Ruth Putnam McAneny Loud (March 9, 1901 – December 31, 1990) was an American arts administrator, educator, and civic leader. She was the first woman to serve as president of the Municipal Art Society.

== Early life and education ==
Ruth McAneny was born in New York City, the daughter of George McAneny and Marjorie Jacobi McAneny. Her father was a newspaperman, politician, and urban planner. Her maternal grandparents, Abraham Jacobi and Mary Putnam Jacobi, were noted physicians. She graduated from the Brearley School and from Bryn Mawr College in 1923.

== Career ==
Loud taught at her alma mater, The Brearley School, from 1929 to 1946. She co-wrote a guide to traveling in New York City with children, published in 1946 as a fundraiser for a Brearley School scholarship. After leaving the classroom, she was director of development at the Museum of the City of New York.

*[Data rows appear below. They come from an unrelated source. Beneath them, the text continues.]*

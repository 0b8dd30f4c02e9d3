pub mod exercise;

pub use exercise::Exercise;
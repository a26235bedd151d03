//! Official per-provider pricing from signed-off config tables.
//!
//! Providers without a public pricing API get a local TOML table of
//! manually verified rates, one observation per priced model.

use super::PriceSource;
use crate::error::FetchError;
use crate::observation::{self, CollectionMethod, Observation};
use async_trait::async_trait;
use chrono::NaiveDate;
use serde::Deserialize;
use std::collections::BTreeMap;
use std::path::{Path, PathBuf};

#[derive(Debug, Deserialize)]
struct ModelEntry {
    #[serde(default)]
    input_rate: f64,
    #[serde(default)]
    output_rate: f64,
    context_window: Option<u64>,
    tier: Option<String>,
}

#[derive(Debug, Deserialize)]
struct PricingTable {
    provider: String,
    source_url: String,
    // BTreeMap keeps emission order deterministic.
    #[serde(default)]
    models: BTreeMap<String, ModelEntry>,
}

/// One provider's official pricing, read from a local versioned table.
pub struct ConfigFileSource {
    source_id: String,
    config_path: PathBuf,
}

impl ConfigFileSource {
    pub fn new(source_id: &str, config_path: impl Into<PathBuf>) -> Self {
        Self {
            source_id: source_id.to_string(),
            config_path: config_path.into(),
        }
    }

    pub fn openai(data_dir: &Path) -> Self {
        Self::new("openai_direct", data_dir.join("fixtures/openai_pricing.toml"))
    }

    pub fn anthropic(data_dir: &Path) -> Self {
        Self::new(
            "anthropic_direct",
            data_dir.join("fixtures/anthropic_pricing.toml"),
        )
    }

    pub fn google(data_dir: &Path) -> Self {
        Self::new("google_direct", data_dir.join("fixtures/google_pricing.toml"))
    }

    fn load_table(&self) -> Result<PricingTable, FetchError> {
        if !self.config_path.exists() {
            return Err(FetchError::MissingConfig {
                source_id: self.source_id.clone(),
                path: self.config_path.display().to_string(),
            });
        }
        let content = std::fs::read_to_string(&self.config_path)
            .map_err(|e| FetchError::parse(&self.source_id, e))?;
        toml::from_str(&content).map_err(|e| FetchError::parse(&self.source_id, e))
    }
}

#[async_trait]
impl PriceSource for ConfigFileSource {
    fn source_id(&self) -> &str {
        &self.source_id
    }

    fn source_tier(&self) -> &str {
        "T1"
    }

    async fn fetch(&self, date: NaiveDate) -> Result<Vec<Observation>, FetchError> {
        let table = self.load_table()?;
        let collected_at = observation::collected_at_now();

        let mut observations = Vec::with_capacity(table.models.len());
        for (model_id, entry) in table.models {
            // Zero for both rates means "no pricing recorded", not free.
            if entry.input_rate == 0.0 && entry.output_rate == 0.0 {
                continue;
            }

            observations.push(Observation {
                observation_id: observation::observation_id(date, &table.provider, &model_id),
                schema_version: observation::SCHEMA_VERSION.to_string(),
                provider: table.provider.clone(),
                model_id: format!("{}/{}", table.provider, model_id),
                model_display_name: model_id,
                input_rate_usd_per_1m: entry.input_rate,
                output_rate_usd_per_1m: entry.output_rate,
                effective_date: date,
                collected_at: collected_at.clone(),
                source_url: table.source_url.clone(),
                source_tier: self.source_tier().to_string(),
                currency: "USD".to_string(),
                collection_method: CollectionMethod::ConfigFile,
                confidence_level: "high".to_string(),
                context_window: entry.context_window,
                model_tier: entry.tier,
            });
        }

        Ok(observations)
    }
}
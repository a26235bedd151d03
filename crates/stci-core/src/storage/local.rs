//! Filesystem storage backend.

use super::StorageBackend;
use crate::error::StorageError;
use std::fs;
use std::path::{Path, PathBuf};
use tracing::debug;
use walkdir::WalkDir;

pub struct LocalStorage {
    base_dir: PathBuf,
}

impl LocalStorage {
    pub fn new(base_dir: impl Into<PathBuf>) -> Self {
        Self {
            base_dir: base_dir.into(),
        }
    }

    fn full_path(&self, path: &str) -> PathBuf {
        self.base_dir.join(path)
    }

    fn io_err(path: &Path, source: std::io::Error) -> StorageError {
        StorageError::Io {
            path: path.display().to_string(),
            source,
        }
    }
}

impl StorageBackend for LocalStorage {
    fn read(&self, path: &str) -> Result<Option<String>, StorageError> {
        let full = self.full_path(path);
        match fs::read_to_string(&full) {
            Ok(content) => Ok(Some(content)),
            Err(e) if e.kind() == std::io::ErrorKind::NotFound => Ok(None),
            Err(e) => Err(Self::io_err(&full, e)),
        }
    }

    fn write(&self, path: &str, content: &str) -> Result<(), StorageError> {
        let full = self.full_path(path);
        if let Some(parent) = full.parent() {
            fs::create_dir_all(parent).map_err(|e| Self::io_err(parent, e))?;
        }

        // Write-then-rename keeps the replacement atomic: readers see either
        // the previous file or the complete new one.
        let tmp = full.with_extension("tmp");
        fs::write(&tmp, content).map_err(|e| Self::io_err(&tmp, e))?;
        fs::rename(&tmp, &full).map_err(|e| Self::io_err(&full, e))?;
        debug!(path = %full.display(), bytes = content.len(), "wrote object");
        Ok(())
    }

    fn exists(&self, path: &str) -> Result<bool, StorageError> {
        Ok(self.full_path(path).exists())
    }

    fn list(&self, prefix: &str, suffix: Option<&str>) -> Result<Vec<String>, StorageError> {
        let root = self.full_path(prefix);
        if !root.exists() {
            return Ok(Vec::new());
        }

        let mut paths = Vec::new();
        for entry in WalkDir::new(&root).into_iter().filter_map(Result::ok) {
            if !entry.file_type().is_file() {
                continue;
            }
            if let Some(sfx) = suffix {
                if !entry.file_name().to_string_lossy().ends_with(sfx) {
                    continue;
                }
            }
            if let Ok(relative) = entry.path().strip_prefix(&self.base_dir) {
                paths.push(relative.to_string_lossy().replace('\\', "/"));
            }
        }
        paths.sort();
        Ok(paths)
    }
}

#[cfg(test)]
mod tests {
    use super::*;
    use tempfile::TempDir;

    #[test]
    fn test_read_absent_returns_none() {
        let dir = TempDir::new().unwrap();
        let storage = LocalStorage::new(dir.path());
        assert!(storage.read("observations/2026-01-01.jsonl").unwrap().is_none());
    }

    #[test]
    fn test_write_read_roundtrip_and_exists() {
        let dir = TempDir::new().unwrap();
        let storage = LocalStorage::new(dir.path());

        storage.write("indices/2026-01-01.json", "{\"a\":1}").unwrap();
        assert!(storage.exists("indices/2026-01-01.json").unwrap());
        assert_eq!(
            storage.read("indices/2026-01-01.json").unwrap().unwrap(),
            "{\"a\":1}"
        );
    }

    #[test]
    fn test_write_replaces_whole_object() {
        let dir = TempDir::new().unwrap();
        let storage = LocalStorage::new(dir.path());

        storage.write("indices/2026-01-01.json", "first version, long").unwrap();
        storage.write("indices/2026-01-01.json", "second").unwrap();
        assert_eq!(storage.read("indices/2026-01-01.json").unwrap().unwrap(), "second");
    }

    #[test]
    fn test_list_sorted_with_suffix_filter() {
        let dir = TempDir::new().unwrap();
        let storage = LocalStorage::new(dir.path());

        storage.write("indices/2026-01-02.json", "{}").unwrap();
        storage.write("indices/2026-01-01.json", "{}").unwrap();
        storage.write("indices/notes.txt", "x").unwrap();

        let listed = storage.list("indices", Some(".json")).unwrap();
        assert_eq!(
            listed,
            vec!["indices/2026-01-01.json", "indices/2026-01-02.json"]
        );
    }

    #[test]
    fn test_latest_dated_file() {
        let dir = TempDir::new().unwrap();
        let storage = LocalStorage::new(dir.path());
        storage.write("indices/2026-01-01.json", "{}").unwrap();
        storage.write("indices/2026-01-03.json", "{}").unwrap();
        storage.write("indices/2026-01-02.json", "{}").unwrap();

        let latest = crate::storage::latest_dated_file(&storage, "indices", ".json").unwrap();
        assert_eq!(latest.as_deref(), Some("indices/2026-01-03.json"));
    }
}
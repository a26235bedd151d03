//! Methodology document - the versioned configuration driving index
//! computation. Read-only to the pipeline.

use crate::error::PipelineError;
use serde::{Deserialize, Serialize};
use std::collections::BTreeMap;
use std::path::Path;

/// Definition of one named index. An explicit `models` basket restricts the
/// index to those identifiers; no basket means every valid observation
/// contributes.
#[derive(Debug, Clone, Default, Serialize, Deserialize)]
pub struct IndexDefinition {
    #[serde(default, skip_serializing_if = "Option::is_none")]
    pub description: Option<String>,
    #[serde(default = "default_weighting")]
    pub weighting: String,
    #[serde(default, skip_serializing_if = "Option::is_none")]
    pub models: Option<Vec<String>>,
}

fn default_weighting() -> String {
    "equal".to_string()
}

/// Decimal rounding precision per field class. Only `output` is applied by
/// the indexer today; `rates` and `weights` are carried for the published
/// methodology document.
#[derive(Debug, Clone, Serialize, Deserialize)]
pub struct DecimalPlaces {
    #[serde(default = "default_rates_decimals")]
    pub rates: u32,
    #[serde(default = "default_weights_decimals")]
    pub weights: u32,
    #[serde(default = "default_output_decimals")]
    pub output: u32,
}

fn default_rates_decimals() -> u32 {
    6
}
fn default_weights_decimals() -> u32 {
    8
}
fn default_output_decimals() -> u32 {
    2
}

impl Default for DecimalPlaces {
    fn default() -> Self {
        Self {
            rates: default_rates_decimals(),
            weights: default_weights_decimals(),
            output: default_output_decimals(),
        }
    }
}

/// The versioned index methodology.
#[derive(Debug, Clone, Serialize, Deserialize)]
pub struct Methodology {
    #[serde(default = "default_version")]
    pub methodology_version: String,
    /// Weight applied to output tokens when blending: output tokens are
    /// treated as N times as expensive-weighted as input tokens. Asserted by
    /// configuration, not derived from usage data.
    #[serde(default = "default_output_ratio")]
    pub output_ratio: f64,
    /// Fraction of an explicit basket that must be present for that index to
    /// be emitted. Each index is gated independently.
    #[serde(default = "default_min_basket_coverage")]
    pub min_basket_coverage: f64,
    #[serde(default)]
    pub decimal_places: DecimalPlaces,
    #[serde(default)]
    pub indices: BTreeMap<String, IndexDefinition>,
}

fn default_version() -> String {
    "1.0.0".to_string()
}
fn default_output_ratio() -> f64 {
    3.0
}
fn default_min_basket_coverage() -> f64 {
    0.5
}

impl Default for Methodology {
    fn default() -> Self {
        let mut indices = BTreeMap::new();
        indices.insert(
            "STCI-ALL".to_string(),
            IndexDefinition {
                description: Some("All eligible models, equally weighted".to_string()),
                weighting: default_weighting(),
                models: None,
            },
        );
        Self {
            methodology_version: default_version(),
            output_ratio: default_output_ratio(),
            min_basket_coverage: default_min_basket_coverage(),
            decimal_places: DecimalPlaces::default(),
            indices,
        }
    }
}

impl Methodology {
    /// Load a methodology document from JSON or TOML, chosen by extension.
    pub fn load(path: &Path) -> Result<Self, PipelineError> {
        let content = std::fs::read_to_string(path).map_err(|e| PipelineError::Methodology {
            path: path.display().to_string(),
            message: e.to_string(),
        })?;
        Self::parse(&content, path)
    }

    fn parse(content: &str, path: &Path) -> Result<Self, PipelineError> {
        let is_toml = path
            .extension()
            .and_then(|e| e.to_str())
            .is_some_and(|e| e.eq_ignore_ascii_case("toml"));
        let parsed = if is_toml {
            toml::from_str(content).map_err(|e| e.to_string())
        } else {
            serde_json::from_str(content).map_err(|e| e.to_string())
        };
        parsed.map_err(|message| PipelineError::Methodology {
            path: path.display().to_string(),
            message,
        })
    }
}
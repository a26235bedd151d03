//! Deduplication of multi-source observations.
//!
//! When several sources report the same canonical model, exactly one
//! observation survives, chosen by collection-method priority: official
//! config files beat the aggregator, which beats everything else. The
//! winner keeps all of its original fields; nothing is merged across
//! sources.

use crate::normalize::canonical_model_key;
use crate::observation::Observation;
use std::collections::BTreeMap;

/// Keep one observation per canonical model key.
///
/// Ties within a priority rank keep the first-encountered observation, so
/// callers must merge source results in a deterministic order (the pipeline
/// appends them in configured source order) to preserve the reproducibility
/// contract.
pub fn deduplicate(observations: Vec<Observation>) -> Vec<Observation> {
    // BTreeMap gives a stable output order across runs.
    let mut groups: BTreeMap<String, Vec<Observation>> = BTreeMap::new();
    for obs in observations {
        groups
            .entry(canonical_model_key(&obs.model_id))
            .or_default()
            .push(obs);
    }

    groups
        .into_values()
        .filter_map(|mut group| {
            group.sort_by_key(|obs| obs.collection_method.priority());
            group.into_iter().next()
        })
        .collect()
}

#[cfg(test)]
mod tests {
    use super::*;
    use crate::observation::CollectionMethod;
    use chrono::NaiveDate;

    fn obs(model_id: &str, method: CollectionMethod, input: f64) -> Observation {
        Observation {
            observation_id: format!("obs-2026-01-01-test-{}", model_id.replace('/', "-")),
            schema_version: crate::observation::SCHEMA_VERSION.to_string(),
            provider: "test".to_string(),
            model_id: model_id.to_string(),
            model_display_name: model_id.to_string(),
            input_rate_usd_per_1m: input,
            output_rate_usd_per_1m: input * 4.0,
            effective_date: NaiveDate::from_ymd_opt(2026, 1, 1).unwrap(),
            collected_at: "2026-01-01T00:30:00Z".to_string(),
            source_url: String::new(),
            source_tier: "T1".to_string(),
            currency: "USD".to_string(),
            collection_method: method,
            confidence_level: "high".to_string(),
            context_window: None,
            model_tier: None,
        }
    }

    #[test]
    fn test_config_file_wins_regardless_of_input_order() {
        let observations = vec![
            obs("openai/gpt-4o", CollectionMethod::AggregatorApi, 2.4),
            obs("gpt-4o", CollectionMethod::ConfigFile, 2.5),
            obs("gpt-4o-2024-11-20", CollectionMethod::Manual, 2.6),
        ];
        let deduped = deduplicate(observations);
        assert_eq!(deduped.len(), 1);
        assert_eq!(deduped[0].collection_method, CollectionMethod::ConfigFile);
        assert_eq!(deduped[0].input_rate_usd_per_1m, 2.5);
    }

    #[test]
    fn test_ties_keep_first_encountered() {
        let observations = vec![
            obs("openai/gpt-4o", CollectionMethod::AggregatorApi, 1.0),
            obs("gpt-4o", CollectionMethod::AggregatorApi, 9.0),
        ];
        let deduped = deduplicate(observations);
        assert_eq!(deduped.len(), 1);
        assert_eq!(deduped[0].input_rate_usd_per_1m, 1.0);
    }

    #[test]
    fn test_distinct_models_all_kept() {
        let observations = vec![
            obs("gpt-3.5-turbo", CollectionMethod::AggregatorApi, 0.5),
            obs("gpt-3.5-turbo-16k", CollectionMethod::AggregatorApi, 3.0),
            obs("claude-3.5-sonnet", CollectionMethod::AggregatorApi, 3.0),
        ];
        assert_eq!(deduplicate(observations).len(), 3);
    }

    #[test]
    fn test_winner_fields_not_merged() {
        let mut official = obs("gpt-4o", CollectionMethod::ConfigFile, 2.5);
        official.context_window = None;
        let mut aggregator = obs("openai/gpt-4o", CollectionMethod::AggregatorApi, 2.4);
        aggregator.context_window = Some(128_000);

        let deduped = deduplicate(vec![aggregator, official]);
        assert_eq!(deduped.len(), 1);
        // The official record wins and its missing context window stays missing.
        assert_eq!(deduped[0].context_window, None);
    }
}
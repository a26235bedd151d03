//! Key-addressed storage behind the pipeline.
//!
//! Writes are whole-object replacements and `list` returns sorted paths, so
//! "latest" lookups are deterministic. The backend is chosen once at startup
//! from [`StorageConfig`] and injected; library code never sniffs the
//! environment.

pub mod local;
pub mod sqlite;

use crate::error::StorageError;
use std::path::PathBuf;

pub use local::LocalStorage;
pub use sqlite::SqliteStorage;

/// Path conventions under the storage root.
pub fn raw_path(source_id: &str, date: chrono::NaiveDate) -> String {
    format!("raw/{source_id}/{date}.json")
}

pub fn observations_path(date: chrono::NaiveDate) -> String {
    format!("observations/{date}.jsonl")
}

pub fn index_path(date: chrono::NaiveDate) -> String {
    format!("indices/{date}.json")
}

/// Key-addressed read/write surface the pipeline writes through.
pub trait StorageBackend: Send + Sync {
    /// Read content at `path`; `Ok(None)` when absent.
    fn read(&self, path: &str) -> Result<Option<String>, StorageError>;

    /// Replace the whole object at `path`. Readers must never observe a
    /// half-written result.
    fn write(&self, path: &str, content: &str) -> Result<(), StorageError>;

    fn exists(&self, path: &str) -> Result<bool, StorageError>;

    /// Paths under `prefix`, optionally filtered by `suffix`, in ascending
    /// lexicographic order.
    fn list(&self, prefix: &str, suffix: Option<&str>) -> Result<Vec<String>, StorageError>;
}

/// Which concrete backend to construct. Resolved once by the caller.
#[derive(Debug, Clone)]
pub enum StorageConfig {
    Filesystem { base_dir: PathBuf },
    Sqlite { db_path: PathBuf },
}

impl StorageConfig {
    pub fn build(&self) -> Result<Box<dyn StorageBackend>, StorageError> {
        match self {
            StorageConfig::Filesystem { base_dir } => {
                Ok(Box::new(LocalStorage::new(base_dir.clone())))
            }
            StorageConfig::Sqlite { db_path } => Ok(Box::new(SqliteStorage::open(db_path)?)),
        }
    }
}

/// Most recent date-named file under `prefix`, by descending filename.
pub fn latest_dated_file(
    storage: &dyn StorageBackend,
    prefix: &str,
    suffix: &str,
) -> Result<Option<String>, StorageError> {
    let mut files = storage.list(prefix, Some(suffix))?;
    files.sort();
    Ok(files.pop())
}
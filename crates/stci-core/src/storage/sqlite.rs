//! SQLite document-store backend.
//!
//! One `documents` table keyed by logical path; `INSERT OR REPLACE` gives
//! the whole-document replacement the storage contract requires.

use super::StorageBackend;
use crate::error::StorageError;
use rusqlite::{Connection, OptionalExtension};
use std::path::Path;
use std::sync::Mutex;

pub struct SqliteStorage {
    conn: Mutex<Connection>,
}

impl SqliteStorage {
    pub fn open(db_path: &Path) -> Result<Self, StorageError> {
        if let Some(parent) = db_path.parent() {
            if !parent.as_os_str().is_empty() {
                std::fs::create_dir_all(parent).map_err(|e| StorageError::Io {
                    path: parent.display().to_string(),
                    source: e,
                })?;
            }
        }
        let conn = Connection::open(db_path)?;
        conn.execute(
            "CREATE TABLE IF NOT EXISTS documents (
                path TEXT PRIMARY KEY,
                content TEXT NOT NULL
            )",
            [],
        )?;
        Ok(Self {
            conn: Mutex::new(conn),
        })
    }

    pub fn open_in_memory() -> Result<Self, StorageError> {
        let conn = Connection::open_in_memory()?;
        conn.execute(
            "CREATE TABLE IF NOT EXISTS documents (
                path TEXT PRIMARY KEY,
                content TEXT NOT NULL
            )",
            [],
        )?;
        Ok(Self {
            conn: Mutex::new(conn),
        })
    }
}

impl StorageBackend for SqliteStorage {
    fn read(&self, path: &str) -> Result<Option<String>, StorageError> {
        let conn = self.conn.lock().expect("storage mutex poisoned");
        let content = conn
            .query_row(
                "SELECT content FROM documents WHERE path = ?1",
                [path],
                |row| row.get::<_, String>(0),
            )
            .optional()?;
        Ok(content)
    }

    fn write(&self, path: &str, content: &str) -> Result<(), StorageError> {
        let conn = self.conn.lock().expect("storage mutex poisoned");
        conn.execute(
            "INSERT OR REPLACE INTO documents (path, content) VALUES (?1, ?2)",
            [path, content],
        )?;
        Ok(())
    }

    fn exists(&self, path: &str) -> Result<bool, StorageError> {
        let conn = self.conn.lock().expect("storage mutex poisoned");
        let count: i64 = conn.query_row(
            "SELECT COUNT(*) FROM documents WHERE path = ?1",
            [path],
            |row| row.get(0),
        )?;
        Ok(count > 0)
    }

    fn list(&self, prefix: &str, suffix: Option<&str>) -> Result<Vec<String>, StorageError> {
        let conn = self.conn.lock().expect("storage mutex poisoned");
        // Scope to the directory-like prefix, as the filesystem backend does:
        // "indices" must not match sibling keys like "indices-archive/…".
        let escaped = prefix
            .trim_end_matches('/')
            .replace('\\', "\\\\")
            .replace('%', "\\%")
            .replace('_', "\\_");
        let pattern = format!("{escaped}/%");
        let mut stmt = conn
            .prepare("SELECT path FROM documents WHERE path LIKE ?1 ESCAPE '\\' ORDER BY path")?;
        let rows = stmt.query_map([pattern.as_str()], |row| row.get::<_, String>(0))?;

        let mut paths = Vec::new();
        for row in rows {
            let path = row?;
            if let Some(sfx) = suffix {
                if !path.ends_with(sfx) {
                    continue;
                }
            }
            paths.push(path);
        }
        Ok(paths)
    }
}

#[cfg(test)]
mod tests {
    use super::*;

    #[test]
    fn test_roundtrip_and_replace() {
        let storage = SqliteStorage::open_in_memory().unwrap();
        assert!(storage.read("indices/2026-01-01.json").unwrap().is_none());

        storage.write("indices/2026-01-01.json", "first").unwrap();
        storage.write("indices/2026-01-01.json", "second").unwrap();
        assert_eq!(storage.read("indices/2026-01-01.json").unwrap().unwrap(), "second");
        assert!(storage.exists("indices/2026-01-01.json").unwrap());
    }

    #[test]
    fn test_list_honors_prefix_suffix_and_order() {
        let storage = SqliteStorage::open_in_memory().unwrap();
        storage.write("indices/2026-01-02.json", "{}").unwrap();
        storage.write("indices/2026-01-01.json", "{}").unwrap();
        storage.write("observations/2026-01-01.jsonl", "").unwrap();

        let listed = storage.list("indices/", Some(".json")).unwrap();
        assert_eq!(
            listed,
            vec!["indices/2026-01-01.json", "indices/2026-01-02.json"]
        );
    }

    #[test]
    fn test_list_excludes_sibling_prefixes() {
        let storage = SqliteStorage::open_in_memory().unwrap();
        storage.write("indices/2026-01-01.json", "{}").unwrap();
        storage.write("indices-archive/2025-12-31.json", "{}").unwrap();

        let listed = storage.list("indices", Some(".json")).unwrap();
        assert_eq!(listed, vec!["indices/2026-01-01.json"]);
    }

    #[test]
    fn test_same_contract_as_filesystem_latest() {
        let storage = SqliteStorage::open_in_memory().unwrap();
        storage.write("indices/2026-01-01.json", "{}").unwrap();
        storage.write("indices/2026-01-05.json", "{}").unwrap();
        let latest = crate::storage::latest_dated_file(&storage, "indices/", ".json").unwrap();
        assert_eq!(latest.as_deref(), Some("indices/2026-01-05.json"));
    }
}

Loud joined the Metropolitan Art Society in 1954, after her father's death, to take up some of his work on architectural preservation. She became the first woman elected president of the Municipal Art Society in 1965, and remained in that position until 1970; she served on the society's board of directors for the rest of her life.

== Publications ==

- New York! New York! A Knickerbocker Holiday for You and Your Children (1946, with Agnes Adams Wales)

== Personal life ==
McAneny married Henry Sherman Loud in 1924. They had two children, Roger and Margaret. The Louds divorced in 1944. She died from complications following surgery in 1990, at the age of 89, in New York City.